In response, the thing shot a thunderbolt to his balls and, with tears streaming down his eyes, it was all Jim could do to stay on the road. It felt like magma-hot picks being jabbed into him. With another mind-shattering laugh, the thing released the pain and went quiet. Jim wiped tears from his eyes and thought of the kid back at the DiGro. But the jolt only made him angrier. Jim had never been keen on taking bullshit from anyone.

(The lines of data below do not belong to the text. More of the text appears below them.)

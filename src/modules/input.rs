//! Input devices from /proc/bus/input/devices.

use crate::error::{ResolveError, ResolveResult};
use crate::modules::{Module, segment};
use crate::platform::{Permission, Platform};
use crate::resource::{Identifier, Item, Resource, Screen, Text};

use regex::Regex;
use std::sync::{Arc, LazyLock};

const DEVICES: &str = "/proc/bus/input/devices";

// "N: Name=\"gpio-keys\"" => ("N", "Name=\"gpio-keys\"")
static RECORD_LINE: LazyLock<Regex> =
    LazyLock::new(|| Regex::new(r#"^([A-Z]):\s*(.*?)\s*$"#).expect("valid record regex"));

// "Bus=0019 Vendor=0001" => [("Bus", "0019"), ("Vendor", "0001")]
static ID_FIELD: LazyLock<Regex> =
    LazyLock::new(|| Regex::new(r#"(\w+)=([0-9A-Fa-f]+)"#).expect("valid id regex"));

#[derive(Debug, Clone, Default, PartialEq)]
pub struct InputDevice {
    pub name: Option<String>,
    pub bus: Option<String>,
    pub vendor: Option<String>,
    pub product: Option<String>,
    pub version: Option<String>,
    pub phys: Option<String>,
    pub sysfs: Option<String>,
    pub handlers: Vec<String>,
}

/// Parse the kernel's device list.
///
/// Expected blocks, separated by blank lines:
/// I: Bus=0019 Vendor=0001 Product=0001 Version=0100
/// N: Name="gpio-keys"
/// P: Phys=gpio-keys/input0
/// S: Sysfs=/devices/platform/gpio-keys/input/input0
/// H: Handlers=kbd event0
/// B: EV=3
pub fn parse_devices(text: &str) -> ResolveResult<Vec<InputDevice>> {
    let mut out = Vec::new();
    let mut current: Option<InputDevice> = None;

    for (lineno, line) in text.lines().enumerate() {
        if line.trim().is_empty() {
            out.extend(current.take());
            continue;
        }

        let Some(caps) = RECORD_LINE.captures(line) else {
            return Err(ResolveError::Deserialization(format!(
                "{}:{}: cannot parse line: {:?}",
                DEVICES,
                lineno + 1,
                line
            )));
        };
        let device = current.get_or_insert_with(InputDevice::default);
        let body = &caps[2];
        let field = |prefix: &str| body.strip_prefix(prefix).map(str::to_string);

        match &caps[1] {
            "I" => {
                for id in ID_FIELD.captures_iter(body) {
                    let value = Some(id[2].to_string());
                    match &id[1] {
                        "Bus" => device.bus = value,
                        "Vendor" => device.vendor = value,
                        "Product" => device.product = value,
                        "Version" => device.version = value,
                        _ => {}
                    }
                }
            }
            "N" => device.name = field("Name=").map(|n| n.trim_matches('"').to_string()),
            "P" => device.phys = field("Phys=").filter(|p| !p.is_empty()),
            "S" => device.sysfs = field("Sysfs=").filter(|s| !s.is_empty()),
            "H" => {
                device.handlers = field("Handlers=")
                    .map(|h| h.split_whitespace().map(String::from).collect())
                    .unwrap_or_default();
            }
            // Uniq, capability bitmaps.
            _ => {}
        }
    }
    out.extend(current);
    Ok(out)
}

pub struct InputModule {
    platform: Arc<Platform>,
}

impl InputModule {
    pub fn new(platform: Arc<Platform>) -> Self {
        Self { platform }
    }

    fn devices(&self) -> ResolveResult<Vec<InputDevice>> {
        parse_devices(&self.platform.read(DEVICES)?)
    }
}

impl Module for InputModule {
    fn id(&self) -> &str {
        "input"
    }

    fn name(&self) -> Text {
        Text::key("input")
    }

    fn description(&self) -> Text {
        Text::key("input_description")
    }

    fn required_permissions(&self) -> &[Permission] {
        &[Permission::ReadInputDevices]
    }

    fn resolve(&self, identifier: &Identifier) -> ResolveResult<Resource> {
        let devices = self.devices()?;

        let screen = match (segment(identifier, 0), identifier.path.len()) {
            (None, _) => {
                let items = devices
                    .iter()
                    .enumerate()
                    .map(|(idx, device)| {
                        let title = device.name.clone().unwrap_or_else(|| idx.to_string());
                        Item::new(idx.to_string(), Text::literal(title))
                            .navigate_to(identifier / idx.to_string())
                    })
                    .collect();
                Screen::item_list(identifier.clone(), self.name(), items)
            }
            (Some(idx), 1) => {
                let device = idx
                    .parse::<usize>()
                    .ok()
                    .and_then(|idx| devices.get(idx))
                    .ok_or(ResolveError::NotFound)?
                    .clone();
                let title = device.name.clone().unwrap_or_else(|| idx.to_string());
                Screen::dialog(
                    identifier.clone(),
                    Text::literal(title),
                    vec![
                        Item::new("name", Text::key("input_name")).maybe_value(device.name),
                        Item::new("bus", Text::key("input_bus")).maybe_value(device.bus),
                        Item::new("vendor", Text::key("input_vendor")).maybe_value(device.vendor),
                        Item::new("product", Text::key("input_product"))
                            .maybe_value(device.product),
                        Item::new("version", Text::key("input_version"))
                            .maybe_value(device.version),
                        Item::new("phys", Text::key("input_phys")).maybe_value(device.phys),
                        Item::new("sysfs", Text::key("input_sysfs")).maybe_value(device.sysfs),
                        Item::new("handlers", Text::key("input_handlers")).value(device.handlers),
                    ],
                )
            }
            _ => return Err(ResolveError::NotFound),
        };
        Ok(screen.into())
    }
}

#[cfg(test)]
mod tests {
    use super::*;
    use crate::modules::testing::{platform, screen, shown, write};
    use pretty_assertions::assert_eq;

    const DEVICES_TEXT: &str = "I: Bus=0019 Vendor=0001 Product=0001 Version=0100\n\
                                N: Name=\"gpio-keys\"\n\
                                P: Phys=gpio-keys/input0\n\
                                S: Sysfs=/devices/platform/gpio-keys/input/input0\n\
                                U: Uniq=\n\
                                H: Handlers=kbd event0\n\
                                B: EV=3\n\
                                \n\
                                I: Bus=0018 Vendor=0000 Product=0000 Version=0000\n\
                                N: Name=\"touchscreen\"\n\
                                P: Phys=\n\
                                H: Handlers=event1\n";

    #[test]
    fn parses_device_blocks() {
        let devices = parse_devices(DEVICES_TEXT).unwrap();
        assert_eq!(devices.len(), 2);
        assert_eq!(
            devices[0],
            InputDevice {
                name: Some("gpio-keys".into()),
                bus: Some("0019".into()),
                vendor: Some("0001".into()),
                product: Some("0001".into()),
                version: Some("0100".into()),
                phys: Some("gpio-keys/input0".into()),
                sysfs: Some("/devices/platform/gpio-keys/input/input0".into()),
                handlers: vec!["kbd".into(), "event0".into()],
            }
        );
        assert_eq!(devices[1].phys, None);
    }

    #[test]
    fn reports_malformed_line() {
        let err = parse_devices("I: Bus=0019\nbogus line\n").unwrap_err();
        assert!(err.to_string().contains(":2:"));
    }

    #[test]
    fn resolves_list_and_device() {
        let dir = tempfile::tempdir().unwrap();
        write(dir.path(), DEVICES, DEVICES_TEXT);
        let module = InputModule::new(platform(dir.path()));
        let root = Identifier::module_root("input");

        let list = screen(module.resolve(&root).unwrap());
        assert_eq!(list.links(), vec![&(&root / "0"), &(&root / "1")]);

        let device = screen(module.resolve(&(&root / "1")).unwrap());
        assert_eq!(device.title.render(), "touchscreen");
        assert_eq!(shown(&device, "handlers").as_deref(), Some("event1"));
        assert_eq!(shown(&device, "sysfs"), None);

        assert_eq!(module.resolve(&(&root / "2")).unwrap_err(), ResolveError::NotFound);
    }
}
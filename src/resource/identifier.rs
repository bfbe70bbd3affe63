//! Resource identifiers.
//!
//! Example:
//! athena://display/card0-HDMI-A-1
//!   => Identifier { module: Some("display"), path: ["card0-HDMI-A-1"] }
//!
//! We derive ordering and hashing so identifiers can be used in sets, maps and
//! the error log of an export pass.

use anyhow::bail;
use std::fmt;
use std::ops::Div;
use std::str::FromStr;

pub const SCHEME: &str = "athena";

#[derive(Debug, Clone, PartialEq, Eq, PartialOrd, Ord, Hash)]
pub struct Identifier {
    /// The module handling this resource, `None` for the root.
    pub module: Option<String>,
    pub path: Vec<String>,
}

impl Identifier {
    /// The root of the tree.
    pub const ROOT: Identifier = Identifier {
        module: None,
        path: Vec::new(),
    };

    pub fn new(module: impl Into<String>, path: Vec<String>) -> Self {
        Self {
            module: Some(module.into()),
            path,
        }
    }

    /// The root resource of a module.
    pub fn module_root(module: impl Into<String>) -> Self {
        Self::new(module, Vec::new())
    }

    /// Location of this resource in the exported tree: the module followed by
    /// the path segments. Empty for the root.
    pub fn tree_path(&self) -> Vec<&str> {
        match &self.module {
            Some(module) => std::iter::once(module.as_str())
                .chain(self.path.iter().map(String::as_str))
                .collect(),
            None => Vec::new(),
        }
    }

    pub fn to_uri(&self) -> String {
        let mut uri = format!("{}://", SCHEME);
        if let Some(module) = &self.module {
            uri.push_str(module);
            for segment in &self.path {
                uri.push('/');
                uri.push_str(segment);
            }
        }
        uri
    }
}

impl Div<&str> for &Identifier {
    type Output = Identifier;

    fn div(self, segment: &str) -> Identifier {
        let mut path = self.path.clone();
        path.push(segment.to_string());
        Identifier {
            module: self.module.clone(),
            path,
        }
    }
}

impl Div<String> for &Identifier {
    type Output = Identifier;

    fn div(self, segment: String) -> Identifier {
        self / segment.as_str()
    }
}

impl fmt::Display for Identifier {
    fn fmt(&self, f: &mut fmt::Formatter<'_>) -> fmt::Result {
        f.write_str(&self.to_uri())
    }
}

impl FromStr for Identifier {
    type Err = anyhow::Error;

    /// Parse "athena://module/a/b". A URI without authority is the root.
    fn from_str(s: &str) -> Result<Self, Self::Err> {
        let s = s.trim();
        let Some((scheme, rest)) = s.split_once("://") else {
            bail!("not an identifier URI: {}", s);
        };
        if scheme != SCHEME {
            bail!("invalid scheme: {}", scheme);
        }

        let mut segments = rest.split('/').filter(|p| !p.is_empty());
        let Some(module) = segments.next() else {
            return Ok(Identifier::ROOT);
        };

        Ok(Identifier::new(module, segments.map(str::to_string).collect()))
    }
}
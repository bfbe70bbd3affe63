use athena_probe::Result;
use athena_probe::config::ProbeConfig;
use athena_probe::diagnostics;
use athena_probe::export::{self, ExportOptions};
use athena_probe::modules::{Module, ModuleKind, Registry};
use athena_probe::platform::FsPermissionGate;
use athena_probe::render;
use athena_probe::resource::{Identifier, Resource};

use anyhow::Context;
use clap::{Parser, Subcommand};
use std::path::PathBuf;
use std::sync::Arc;
use tracing::info;

#[derive(Parser)]
#[command(name = "athena")]
#[command(
    about = "Device diagnostics: browse and export hardware and software facts",
    long_about = None
)]
struct Cli {
    /// TOML config file. A missing file means defaults.
    #[arg(short = 'c', long, global = true, default_value = "athena.toml")]
    config: PathBuf,

    /// Read /proc, /sys and property files under this directory.
    #[arg(long, global = true)]
    root: Option<PathBuf>,

    #[command(subcommand)]
    cmd: Commands,
}

#[derive(Subcommand)]
enum Commands {
    /// Resolve every screen and write one JSON document.
    Export {
        #[arg(short = 'o', long)]
        out: PathBuf,

        /// Also write failed identifiers with their error codes.
        #[arg(long)]
        errors: Option<PathBuf>,

        /// Single-line JSON.
        #[arg(long)]
        compact: bool,
    },
    /// Print one screen, the root by default.
    Show {
        #[arg(default_value = "athena://")]
        uri: String,
    },
    /// List the available modules.
    Modules,
}

fn main() -> Result<()> {
    diagnostics::init("info");
    let cli = Cli::parse();

    let mut config = ProbeConfig::load(&cli.config)?;
    // An unset `getprop` is skipped for roots other than "/".
    if let Some(root) = cli.root {
        config.root = root;
    }

    let platform = Arc::new(config.platform());
    let registry = Registry::new(
        ModuleKind::catalog(platform),
        Box::new(FsPermissionGate::new(&config.root)),
    )?;

    match cli.cmd {
        Commands::Export {
            out,
            errors,
            compact,
        } => {
            let options = ExportOptions {
                pretty: config.pretty && !compact,
                ..config.export_options()
            };
            let export = export::export_json(&registry, &options)?;

            std::fs::write(&out, &export.json)
                .with_context(|| format!("write export {}", out.display()))?;
            info!("wrote {}", out.display());

            if let Some(path) = errors {
                let log = serde_json::to_string_pretty(&export.error_log_json())?;
                std::fs::write(&path, log)
                    .with_context(|| format!("write error log {}", path.display()))?;
                info!("wrote {} errors to {}", export.errors.len(), path.display());
            }
        }
        Commands::Show { uri } => {
            let identifier: Identifier = uri.parse()?;
            let Resource::Screen(screen) = registry
                .resolve(&identifier)
                .with_context(|| format!("resolve {}", identifier))?;
            print!("{}", render::render_screen(&screen));
        }
        Commands::Modules => {
            for module in registry.modules() {
                let permissions: Vec<&str> =
                    module.required_permissions().iter().map(|p| p.name()).collect();
                println!("{}\t{}\t{}", module.id(), module.name(), module.description());
                if !permissions.is_empty() {
                    println!("\trequires: {}", permissions.join(", "));
                }
            }
        }
    }

    Ok(())
}
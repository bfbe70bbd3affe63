//! System property sources: the `getprop` tool and build.prop-style files.

use crate::error::{ResolveError, ResolveResult};

use regex::Regex;
use std::collections::BTreeMap;
use std::io::ErrorKind;
use std::path::Path;
use std::process::Command;
use std::sync::LazyLock;
use tracing::{debug, warn};

// [key]: [value]
static GETPROP_LINE: LazyLock<Regex> =
    LazyLock::new(|| Regex::new(r#"^\[([^\]]+)\]:\s*\[(.*)\]\s*$"#).expect("valid getprop regex"));

/// Properties sorted by key.
pub type Properties = BTreeMap<String, String>;

#[derive(Debug, Clone)]
pub struct PropertySource {
    /// Command printing `[key]: [value]` lines. `None` disables it.
    pub getprop: Option<String>,
    /// Files read under the platform root when `getprop` is unavailable.
    /// Later files override earlier ones.
    pub files: Vec<String>,
}

impl Default for PropertySource {
    fn default() -> Self {
        Self {
            getprop: Some("getprop".to_string()),
            files: vec![
                "/system/build.prop".to_string(),
                "/vendor/build.prop".to_string(),
                "/product/etc/build.prop".to_string(),
            ],
        }
    }
}

impl PropertySource {
    pub fn load(&self, root: &Path) -> ResolveResult<Properties> {
        if let Some(cmd) = &self.getprop {
            match Command::new(cmd).output() {
                Ok(output) if output.status.success() => {
                    return Ok(parse_getprop_output(&String::from_utf8_lossy(&output.stdout)));
                }
                Ok(output) => {
                    return Err(ResolveError::Subprocess(format!(
                        "{} exited with {}: {}",
                        cmd,
                        output.status,
                        String::from_utf8_lossy(&output.stderr).trim()
                    )));
                }
                Err(e) if e.kind() == ErrorKind::NotFound => {
                    debug!("{} not available, reading property files", cmd);
                }
                Err(e) => return Err(ResolveError::Subprocess(format!("{}: {}", cmd, e))),
            }
        }

        let mut props = Properties::new();
        for file in &self.files {
            let path = root.join(file.trim_start_matches('/'));
            let text = match std::fs::read_to_string(&path) {
                Ok(text) => text,
                Err(e) if e.kind() == ErrorKind::NotFound => continue,
                Err(e) => return Err(ResolveError::Io(format!("{}: {}", path.display(), e))),
            };
            parse_prop_file(&mut props, &text, file);
        }
        Ok(props)
    }
}

/// Parse `getprop` output.
///
/// Expected lines:
/// [ro.build.type]: [user]
///
/// Values spanning several lines are not representable in this format and are
/// skipped with a warning.
pub fn parse_getprop_output(text: &str) -> Properties {
    let mut out = Properties::new();
    for (lineno, line) in text.lines().enumerate() {
        if line.trim().is_empty() {
            continue;
        }
        match GETPROP_LINE.captures(line) {
            Some(caps) => {
                out.insert(caps[1].to_string(), caps[2].to_string());
            }
            None => warn!("getprop output line {}: cannot parse {:?}", lineno + 1, line),
        }
    }
    out
}

/// Parse a build.prop file into `props`: `key=value`, `#` comments, blank
/// lines. `key?=value` only sets a key no earlier line or file has set.
/// Malformed lines are skipped with a warning.
pub fn parse_prop_file(props: &mut Properties, text: &str, origin: &str) {
    for (lineno, line) in text.lines().enumerate() {
        let line = line.trim();
        if line.is_empty() || line.starts_with('#') {
            continue;
        }
        // "import" directives reference other files; not properties.
        if line.starts_with("import ") {
            continue;
        }
        let Some((key, value)) = line.split_once('=') else {
            warn!("{}:{}: expected key=value, got {:?}", origin, lineno + 1, line);
            continue;
        };
        let value = value.trim().to_string();
        match key.trim().strip_suffix('?') {
            Some(key) => {
                props.entry(key.trim().to_string()).or_insert(value);
            }
            None => {
                props.insert(key.trim().to_string(), value);
            }
        }
    }
}
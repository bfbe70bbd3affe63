//! Tree => JSON.

use crate::Result;
use crate::export::tree::DataNode;

use serde_json::{Map, Value as Json};

/// Insertion order of maps is kept.
pub fn to_json(node: &DataNode) -> Result<Json> {
    Ok(match node {
        DataNode::Null => Json::Null,
        DataNode::Value(value) => value.to_json()?,
        DataNode::Map(map) => {
            let mut out = Map::with_capacity(map.len());
            for (key, child) in map {
                out.insert(key.clone(), to_json(child)?);
            }
            Json::Object(out)
        }
    })
}

pub fn encode(json: &Json, pretty: bool) -> Result<String> {
    let text = if pretty {
        serde_json::to_string_pretty(json)?
    } else {
        serde_json::to_string(json)?
    };
    Ok(text)
}
//! Logging setup and the wording of fatal and non-fatal problems.

use std::fmt::Display;
use tracing_subscriber::EnvFilter;

/// Install the stderr subscriber. `RUST_LOG` overrides `default_level`.
pub fn init(default_level: &str) {
    let filter =
        EnvFilter::try_from_default_env().unwrap_or_else(|_| EnvFilter::new(default_level));
    // A second init (tests, embedding) keeps the first subscriber.
    let _ = tracing_subscriber::fmt()
        .with_env_filter(filter)
        .with_writer(std::io::stderr)
        .try_init();
}

/// Message for a broken invariant; these abort the whole pass.
pub fn error_message(msg: impl Display) -> String {
    format!("invariant violated: {}", msg)
}

/// Log a problem that only affects part of the output.
pub fn warn(msg: impl Display) {
    tracing::warn!("{}", msg);
}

After fifteen minutes, the high sign for the Castle One truck stop jutted above the trees. A mile past that, the parking lot fluorescents glowed like some alien mothership through the trees. Jim had stopped here a few times before returning from long runs, but the place was so close to home he most often skipped it. Tonight, it shone like a desert oasis, the last place to get water for a thousand miles.

“I need to piss,” he said.

Go ahead. Piss your pants. Ah, it’s a trick. Your curiosity is peaking. You want to break the lock and see me for yourself. I would enjoy watching you sink into madness. By all means, truck driver, pull over and let us meet face to face.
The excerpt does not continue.